[Start of Attachment]

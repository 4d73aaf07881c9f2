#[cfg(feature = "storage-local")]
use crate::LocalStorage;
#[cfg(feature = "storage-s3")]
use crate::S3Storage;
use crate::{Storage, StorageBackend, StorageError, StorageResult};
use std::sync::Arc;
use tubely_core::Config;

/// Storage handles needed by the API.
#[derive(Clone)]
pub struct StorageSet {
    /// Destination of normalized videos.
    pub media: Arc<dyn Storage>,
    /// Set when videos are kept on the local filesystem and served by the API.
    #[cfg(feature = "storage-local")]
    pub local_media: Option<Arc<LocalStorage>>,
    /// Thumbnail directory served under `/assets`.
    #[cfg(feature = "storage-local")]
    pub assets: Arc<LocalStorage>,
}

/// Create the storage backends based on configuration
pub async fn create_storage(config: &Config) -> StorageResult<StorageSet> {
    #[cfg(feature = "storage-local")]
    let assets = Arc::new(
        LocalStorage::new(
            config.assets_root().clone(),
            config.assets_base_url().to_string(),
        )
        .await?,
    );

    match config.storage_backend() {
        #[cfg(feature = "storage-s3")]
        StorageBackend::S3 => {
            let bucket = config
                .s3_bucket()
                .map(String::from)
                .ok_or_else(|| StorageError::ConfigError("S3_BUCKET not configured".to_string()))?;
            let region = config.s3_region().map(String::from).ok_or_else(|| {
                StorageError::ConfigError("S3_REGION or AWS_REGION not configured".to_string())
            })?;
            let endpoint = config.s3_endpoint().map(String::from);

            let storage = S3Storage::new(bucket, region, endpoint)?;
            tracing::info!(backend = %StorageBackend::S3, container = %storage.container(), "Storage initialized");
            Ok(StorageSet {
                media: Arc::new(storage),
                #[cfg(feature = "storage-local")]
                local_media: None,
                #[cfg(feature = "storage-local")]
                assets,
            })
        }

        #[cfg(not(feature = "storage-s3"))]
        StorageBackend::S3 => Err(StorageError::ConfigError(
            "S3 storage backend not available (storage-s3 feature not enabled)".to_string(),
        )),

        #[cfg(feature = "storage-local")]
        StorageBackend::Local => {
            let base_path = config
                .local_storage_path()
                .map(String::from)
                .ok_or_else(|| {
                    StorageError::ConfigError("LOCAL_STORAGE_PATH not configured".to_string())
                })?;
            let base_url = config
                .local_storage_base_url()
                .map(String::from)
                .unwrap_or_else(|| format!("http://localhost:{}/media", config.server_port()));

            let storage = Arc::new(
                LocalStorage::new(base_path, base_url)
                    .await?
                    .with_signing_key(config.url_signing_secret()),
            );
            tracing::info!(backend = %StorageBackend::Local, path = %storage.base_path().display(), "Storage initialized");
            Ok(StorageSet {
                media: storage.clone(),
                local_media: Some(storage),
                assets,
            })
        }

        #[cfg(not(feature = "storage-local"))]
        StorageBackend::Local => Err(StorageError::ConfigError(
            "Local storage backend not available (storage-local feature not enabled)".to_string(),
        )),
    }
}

[End of Attachment]

Exercise →
All of the data above should be reproduced verbatim.

Written response →
repository 4d73aaf07881c9f2
#[cfg(feature = "storage-local")]
use crate::LocalStorage;
#[cfg(feature = "storage-s3")]
use crate::S3Storage;
use crate::{Storage, StorageBackend, StorageError, StorageResult};
use std::sync::Arc;
use tubely_core::Config;

/// Storage handles needed by the API.
#[derive(Clone)]
pub struct StorageSet {
    /// Destination of normalized videos.
    pub media: Arc<dyn Storage>,
    /// Set when videos are kept on the local filesystem and served by the API.
    #[cfg(feature = "storage-local")]
    pub local_media: Option<Arc<LocalStorage>>,
    /// Thumbnail directory served under `/assets`.
    #[cfg(feature = "storage-local")]
    pub assets: Arc<LocalStorage>,
}

/// Create the storage backends based on configuration
pub async fn create_storage(config: &Config) -> StorageResult<StorageSet> {
    #[cfg(feature = "storage-local")]
    let assets = Arc::new(
        LocalStorage::new(
            config.assets_root().clone(),
            config.assets_base_url().to_string(),
        )
        .await?,
    );

    match config.storage_backend() {
        #[cfg(feature = "storage-s3")]
        StorageBackend::S3 => {
            let bucket = config
                .s3_bucket()
                .map(String::from)
                .ok_or_else(|| StorageError::ConfigError("S3_BUCKET not configured".to_string()))?;
            let region = config.s3_region().map(String::from).ok_or_else(|| {
                StorageError::ConfigError("S3_REGION or AWS_REGION not configured".to_string())
            })?;
            let endpoint = config.s3_endpoint().map(String::from);

            let storage = S3Storage::new(bucket, region, endpoint)?;
            tracing::info!(backend = %StorageBackend::S3, container = %storage.container(), "Storage initialized");
            Ok(StorageSet {
                media: Arc::new(storage),
                #[cfg(feature = "storage-local")]
                local_media: None,
                #[cfg(feature = "storage-local")]
                assets,
            })
        }

        #[cfg(not(feature = "storage-s3"))]
        StorageBackend::S3 => Err(StorageError::ConfigError(
            "S3 storage backend not available (storage-s3 feature not enabled)".to_string(),
        )),

        #[cfg(feature = "storage-local")]
        StorageBackend::Local => {
            let base_path = config
                .local_storage_path()
                .map(String::from)
                .ok_or_else(|| {
                    StorageError::ConfigError("LOCAL_STORAGE_PATH not configured".to_string())
                })?;
            let base_url = config
                .local_storage_base_url()
                .map(String::from)
                .unwrap_or_else(|| format!("http://localhost:{}/media", config.server_port()));

            let storage = Arc::new(
                LocalStorage::new(base_path, base_url)
                    .await?
                    .with_signing_key(config.url_signing_secret()),
            );
            tracing::info!(backend = %StorageBackend::Local, path = %storage.base_path().display(), "Storage initialized");
            Ok(StorageSet {
                media: storage.clone(),
                local_media: Some(storage),
                assets,
            })
        }

        #[cfg(not(feature = "storage-local"))]
        StorageBackend::Local => Err(StorageError::ConfigError(
            "Local storage backend not available (storage-local feature not enabled)".to_string(),
        )),
    }
}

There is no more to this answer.